A January 27 fire halted those plans but a quick response from firefighters and support from the community has helped put the farm back on track.
Farmer Matt Rabbie, who farms with his wife, parents and his brothers’ family, saw nothing amiss when he left the shop at around 5 p.m. on Jan. 27. He went to do chores in the sheep barn while his dad went to the beef barn. They went to their respective homes at 5:30 p.m.
Then their house lights started to flicker. Rabbie’s father looked out the window and saw smoke pouring out of the shop, which housed the farm’s connection to Hydro. Rabbie ran to check on the cattle in the attached calving barn. Fortunately, they’d all left the barn, so he just closed the gate behind them. His father jumped on the tractor in the shop. It was behind a partition, on the safe side of the fire, so he simply drove it straight out.
Firefighters were soon on scene and managed to contain the blaze to the one building. It was close: the flames melted the siding on his parent’s house. Another nearby barn with heifers and horses was only 40 ft. from the burning shop, but it didn’t catch. Nor did the sheep-filled Coverall about 100 ft. away, although some embers burned their way through the fabric-covered roof.

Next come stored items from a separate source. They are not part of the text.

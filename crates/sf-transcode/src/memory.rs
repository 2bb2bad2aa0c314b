//! Bump-allocated linear memory for engines that run natively.
//!
//! Addresses are offsets into a growable byte buffer. Address 0 is never
//! handed out so it can keep meaning "null". Individual allocations are not
//! freed; the whole arena is [`reset`](LinearMemory::reset) once an
//! invocation no longer needs its arguments.

use parking_lot::Mutex;

use crate::engine::EngineMemory;

/// First address handed out; everything below is reserved.
const BASE: usize = 8;

/// Allocation alignment.
const ALIGN: usize = 4;

/// Default upper bound on arena size.
pub const DEFAULT_LIMIT: usize = 16 * 1024 * 1024;

#[derive(Debug)]
pub struct LinearMemory {
    bytes: Mutex<Vec<u8>>,
    limit: usize,
}

impl LinearMemory {
    pub fn new() -> Self {
        Self::with_limit(DEFAULT_LIMIT)
    }

    pub fn with_limit(limit: usize) -> Self {
        Self {
            bytes: Mutex::new(vec![0; BASE]),
            limit,
        }
    }

    /// Bytes currently in use, including the reserved prefix.
    pub fn used(&self) -> usize {
        self.bytes.lock().len()
    }

    /// Release every allocation.
    pub fn reset(&self) {
        let mut bytes = self.bytes.lock();
        bytes.truncate(BASE);
        bytes.iter_mut().for_each(|b| *b = 0);
    }

    fn check_range(len: usize, ptr: u32, n: usize) -> sf_core::Result<usize> {
        let start = ptr as usize;
        if start < BASE || start.checked_add(n).map_or(true, |end| end > len) {
            return Err(sf_core::Error::Engine(format!(
                "memory access out of bounds: 0x{ptr:08x}+{n}"
            )));
        }
        Ok(start)
    }
}

impl Default for LinearMemory {
    fn default() -> Self {
        Self::new()
    }
}

impl EngineMemory for LinearMemory {
    fn malloc(&self, size: usize) -> sf_core::Result<u32> {
        let mut bytes = self.bytes.lock();
        let start = bytes.len().next_multiple_of(ALIGN);
        let end = start + size.max(1);
        if end > self.limit || end > u32::MAX as usize {
            return Err(sf_core::Error::Engine(format!(
                "out of memory: cannot allocate {size} bytes ({} in use, limit {})",
                bytes.len(),
                self.limit
            )));
        }
        bytes.resize(end, 0);
        Ok(start as u32)
    }

    fn write(&self, ptr: u32, data: &[u8]) -> sf_core::Result<()> {
        let mut bytes = self.bytes.lock();
        let start = Self::check_range(bytes.len(), ptr, data.len())?;
        bytes[start..start + data.len()].copy_from_slice(data);
        Ok(())
    }

    fn read(&self, ptr: u32, len: usize) -> sf_core::Result<Vec<u8>> {
        let bytes = self.bytes.lock();
        let start = Self::check_range(bytes.len(), ptr, len)?;
        Ok(bytes[start..start + len].to_vec())
    }
}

The Fire Marshal estimated damage at around $250,000. The shop contained the farm’s germination chamber for its greenhouses, all the seeding equipment, and around $12,000 in flower bulbs, Rabbie said. They’ve ordered new seeding equipment and replaced many of the bulbs. “We won’t be expanding like I thought we would,” he said.
But the farmers are grateful, not just that no people or animals were hurt, but also how their community rallied around them. Farmers were calling by the dozen the night of the fire to see if they needed space for their calves. A GoFundMe was started to raise $15,000 to help them out and had raised $14,180 by Feb. 25. As many as 40 people turned out on Jan. 30 to help clean up the wreckage.
Said Rabbie: “We’re just incredibly appreciative of the support.”